From attempting to form gold from lesser metals to transforming Ubuntu to look like Windows/OS X, transforming one item to make it look like another is something humans have been doing for centuries by now.
Although I’m not saying Linux is a lesser metal but it is always fun to experiment around. We’ve talked about transformation packs before but they were limited to desktops. Today, we’ll be talking about how you can make your Android smartphone look like a Windows Phone 7 device.
Windows Phone 7 uses a simple, clean and modern design language that Microsoft calls Metro. This design language, of course, is exclusive to Windows Phone 7 but thanks to the vibrant developer community that Android has and the WP7Android project, you can – by using different apps and tweaks – make your droid look like a Windows Phone.

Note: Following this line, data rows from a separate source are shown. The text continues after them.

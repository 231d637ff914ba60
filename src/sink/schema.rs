//! SQLite schema for the listings sink

/// SQL schema for the listings database
pub const SCHEMA_SQL: &str = r#"
-- One row per extracted listing
CREATE TABLE IF NOT EXISTS listings (
    id INTEGER PRIMARY KEY AUTOINCREMENT,
    extract_date TEXT NOT NULL,
    listing_url TEXT NOT NULL,
    agent_names TEXT NOT NULL,
    agency_name TEXT NOT NULL,
    primary_image_url TEXT NOT NULL,
    property_address TEXT NOT NULL,
    sales_method TEXT NOT NULL,
    property_type TEXT NOT NULL,
    bedrooms TEXT NOT NULL,
    bathrooms TEXT NOT NULL,
    parking_space TEXT NOT NULL,
    floor_area TEXT NOT NULL,
    land_area TEXT NOT NULL,
    listing_date TEXT NOT NULL,
    capital_value TEXT NOT NULL,
    inserted_at TEXT NOT NULL
);

CREATE INDEX IF NOT EXISTS idx_listings_url ON listings(listing_url);
"#;

/// Initializes the database schema
///
/// # Arguments
///
/// * `conn` - The database connection
///
/// # Returns
///
/// * `Ok(())` - Schema initialized successfully
/// * `Err(rusqlite::Error)` - Failed to initialize schema
pub fn initialize_schema(conn: &rusqlite::Connection) -> Result<(), rusqlite::Error> {
    conn.execute_batch(SCHEMA_SQL)?;
    conn.pragma_update(None, "user_version", get_schema_version())?;
    Ok(())
}

/// Gets the current schema version
pub fn get_schema_version() -> u32 {
    1
}
//! Crawler module for results-page traversal and listing extraction
//!
//! This module contains the core crawling logic, including:
//! - Scroll stabilization of lazily-loaded results pages
//! - Listing URL and page-count discovery
//! - Listing detail extraction
//! - Request pacing and overall crawl coordination

mod coordinator;
mod delay;
mod detail;
mod discovery;
mod report;
pub mod stabilize;
pub mod timing;

pub use coordinator::{run_crawl, Coordinator};
pub use delay::DelayPolicy;
pub use detail::{extract_features, extract_record, join_agent_names, scrape_listing};
pub use discovery::{clamp_total_pages, discover_total_pages, extract_listing_urls};
pub use report::{CrawlReport, Termination};
pub use stabilize::{stabilize, ScrollSettings, StopReason, Stabilized};
pub use timing::Timing;
//! Listing link resolution

use url::Url;

/// Resolves a listing href against the site origin
///
/// Path-only references are joined onto the origin; absolute references are
/// kept as they are. Returns None if the link should be dropped:
/// - empty or fragment-only hrefs
/// - javascript:, mailto:, tel:, data: schemes
/// - anything that is not HTTP(S) after resolution
pub fn resolve_listing_href(href: &str, origin: &Url) -> Option<String> {
    let href = href.trim();

    if href.is_empty() || href.starts_with('#') {
        return None;
    }

    if href.starts_with("javascript:")
        || href.starts_with("mailto:")
        || href.starts_with("tel:")
        || href.starts_with("data:")
    {
        return None;
    }

    match origin.join(href) {
        Ok(absolute_url) => {
            if absolute_url.scheme() == "http" || absolute_url.scheme() == "https" {
                Some(absolute_url.to_string())
            } else {
                None
            }
        }
        Err(_) => None,
    }
}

We’ll be talking about multiple apps in this post, all of which can be downloaded from the links embedded at the end. When all of them are combined, a WP7-like experience can be had on your droid at no expense at all (except of time, of course).
The first and most important app is Launcher 7. As its name implies, Launcher 7 is a launcher for Android that mimics WP7’s homescreen system. It has the signature Metro transitions as well as the functionality to add custom tiles. There are other Metro-inspired launchers available, but we found Launcher 7 to be the most suitable one for today’s post. Its lite version features a banner ad at the bottom which may be removed by purchasing the full app.

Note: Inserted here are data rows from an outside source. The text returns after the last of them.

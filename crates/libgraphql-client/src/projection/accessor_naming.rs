/// Convert a response key into the name its accessor is exposed under:
/// `firstName` → `first_name`, `HTMLUrl` → `html_url`, `login_url` stays
/// as-is.
pub fn to_snake_case(response_key: &str) -> String {
    let chars: Vec<char> = response_key.chars().collect();
    let mut out = String::with_capacity(response_key.len() + 4);
    for (i, ch) in chars.iter().enumerate() {
        if ch.is_ascii_uppercase() {
            let prev = i.checked_sub(1).map(|prev| chars[prev]);
            let next = chars.get(i + 1);
            let starts_word = match prev {
                None | Some('_') => false,
                Some(prev) if prev.is_ascii_lowercase() || prev.is_ascii_digit() => true,
                Some(prev) if prev.is_ascii_uppercase() =>
                    next.is_some_and(|next| next.is_ascii_lowercase()),
                Some(_) => false,
            };
            if starts_word {
                out.push('_');
            }
            out.push(ch.to_ascii_lowercase());
        } else {
            out.push(*ch);
        }
    }
    out
}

Next up, we have WP7 Lock which is a Metro-inspired lockscreen for your Android smartphone. It is the most authentic looking piece of the bunch that looks and works remarkably like the real thing on WP7. Our only gripe with it is that it doesn’t support any kind of passcode/gesture unlock, which will be a deal-breaker for security conscious people.
Folks who use Android smartphones do know that Android’s stock Music app leaves a lot to be desired. We looked around for capable alternatives and found WP7 ZPlayer to be surprisingly good. The hard work that the developer has put it makes the app look like it’s picked up straight out of a WP7 device, and you can own it with a very small price, and its really worth it.
Moving ahead, we found an app called Photo Safari which replaces the stock Gallery app. Its overall look matches the WP7 design principles but, sadly, we found it to be a bit choppy during testing on our Galaxy S II.
Lastly, for Windows Phone 7-like contacts, we suggest getting WP7Contact. It is works well enough to actually make us consider replacing the stock contacts app.
If you really want to experience the Metro UI then we definitely recommend getting a Windows Phone 7 device. A major upgrade to the OS which is codenamed Mango is due this September.